In 2007, more than 8,000 employees worked in the Truman Building. The building houses 1.4 e6sqft to 1.507 e6sqft of usable space, the corridors take up over 267000 sqft, and the roof area is about seven acres (28,000 square meters). There are 44 elevators, over 4,000 windows, and about 34,000 fluorescent light fixtures that provide interior illumination.

The building is currently being renovated under a twelve-year plan to modernize the structure. In May 2014, the General Services Administration (GSA) awarded a $25 million contract to build a new public entrance on the east side of the Truman Building. The glass and steel structure acts not only as a high-security entrance to the building but also as a museum about American diplomacy. The 20,000 sqft addition, called the U.S. Diplomacy Center, was designed by the firm Beyer Blinder Belle and constructed by Gilbane Construction. The addition was privately funded by the Diplomacy Center Foundation, a nonprofit established by former secretary of state Madeleine Albright in 2000 to honor American diplomats. The National Capital Planning Commission approved the design in 2011. Construction was completed in 2017. GSA awarded a $77.4 million contract in September 2014 to renovate much of the rest of the structure. Some of the renovations would restructure the interior layout of the building to meet the State Department's needs. However, most of the contract would focus on replacing the building's electrical, elevator, mechanical, plumbing, and telecommunication systems. The refurbishment was scheduled to begin in January 2015 and take 14 months to complete.

==Architecture==

The original portion of the building, known as the War Department Building, is an example of the Stripped Classical architectural style with Art Moderne elements. The steel-framed building is clad in limestone and rises eight stories above the basement and sub-basement. Because it was designed to be expanded at a later date, it was deliberately asymmetrical. A central spine connects a U-shaped configuration to the east with an E-shaped configuration to the west.

The east entrance is inspired by the main building of the Sapienza University of Rome campus, designed by italian architect Marcello Piacentini and completed in 1935.

The horizontal delineations of the facade reflect the classical precedents of the architectural style. Cornices and pink granite string courses create a base-shaft-capital system. The wings create a series of interior courtyards. The interior courtyard walls are clad in dark granite, emphasizing the transition from base to shaft.
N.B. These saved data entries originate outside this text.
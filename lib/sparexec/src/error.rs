use oxrdf::{NamedNode, Variable};
use std::convert::Infallible;
use std::error::Error;
use std::time::Duration;

/// A SPARQL evaluation error
#[derive(Debug, thiserror::Error)]
#[non_exhaustive]
pub enum QueryEvaluationError {
    /// Error from the underlying RDF dataset
    #[error(transparent)]
    Dataset(Box<dyn Error + Send + Sync>),
    /// The evaluation has run longer than the effective timeout
    #[error("The SPARQL query has exceeded its execution timeout of {}ms", .0.as_millis())]
    Timeout(Duration),
    /// The evaluation has been cancelled through its [`CancellationToken`](crate::CancellationToken)
    #[error("The SPARQL operation has been cancelled")]
    Cancelled,
    /// A property path repetition would need to go deeper than the configured limit
    #[error("The property path evaluation exceeded the maximal depth of {limit}")]
    PropertyPathTooLong { limit: usize },
    /// A grouping created more groups than the configured limit
    #[error("The SPARQL query created more than {limit} groups")]
    TooManyGroups { limit: usize },
    /// Error if the dataset returns the default graph even if a named graph is expected
    #[error("The SPARQL dataset returned the default graph even if a named graph is expected")]
    UnexpectedDefaultGraph,
}

impl From<Infallible> for QueryEvaluationError {
    #[inline]
    fn from(error: Infallible) -> Self {
        match error {}
    }
}

/// An error raised while evaluating an expression against a single binding.
///
/// These errors never abort a query: the operator evaluating the expression decides what they mean
/// (a filter rejects the binding, `COUNT` skips it, `SUM` becomes unbound...).
#[derive(Debug, Clone, PartialEq, Eq, thiserror::Error)]
#[non_exhaustive]
pub enum ExpressionError {
    #[error("The variable {0} is not bound")]
    UnboundVariable(Variable),
    #[error("The function {0} is not supported")]
    UnknownFunction(NamedNode),
    #[error("The function {name} failed: {message}")]
    FunctionFailed { name: NamedNode, message: String },
    #[error("Type error: {0}")]
    TypeError(String),
}

impl ExpressionError {
    pub(crate) fn type_error(message: impl Into<String>) -> Self {
        Self::TypeError(message.into())
    }
}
The construction of the State Department extension, completed in 1960, is reinforced concrete and was designed in the International style. Buff colored limestone cladding helps to create a cohesive combination of the two buildings. With the completion of the extension, the building became second to the Pentagon in the number of offices that it houses. Since its completion, access to the main ceremonial entrance and lobby is via the south elevation. The entrance is located off-center toward the west end of the building and is set back to frame a forecourt. The court is paved with a combination of gray and red granite. At either side of the forecourt, a limestone belt course runs the full width of the elevation above the basement and second stories. Limestone piers span the first and second stories.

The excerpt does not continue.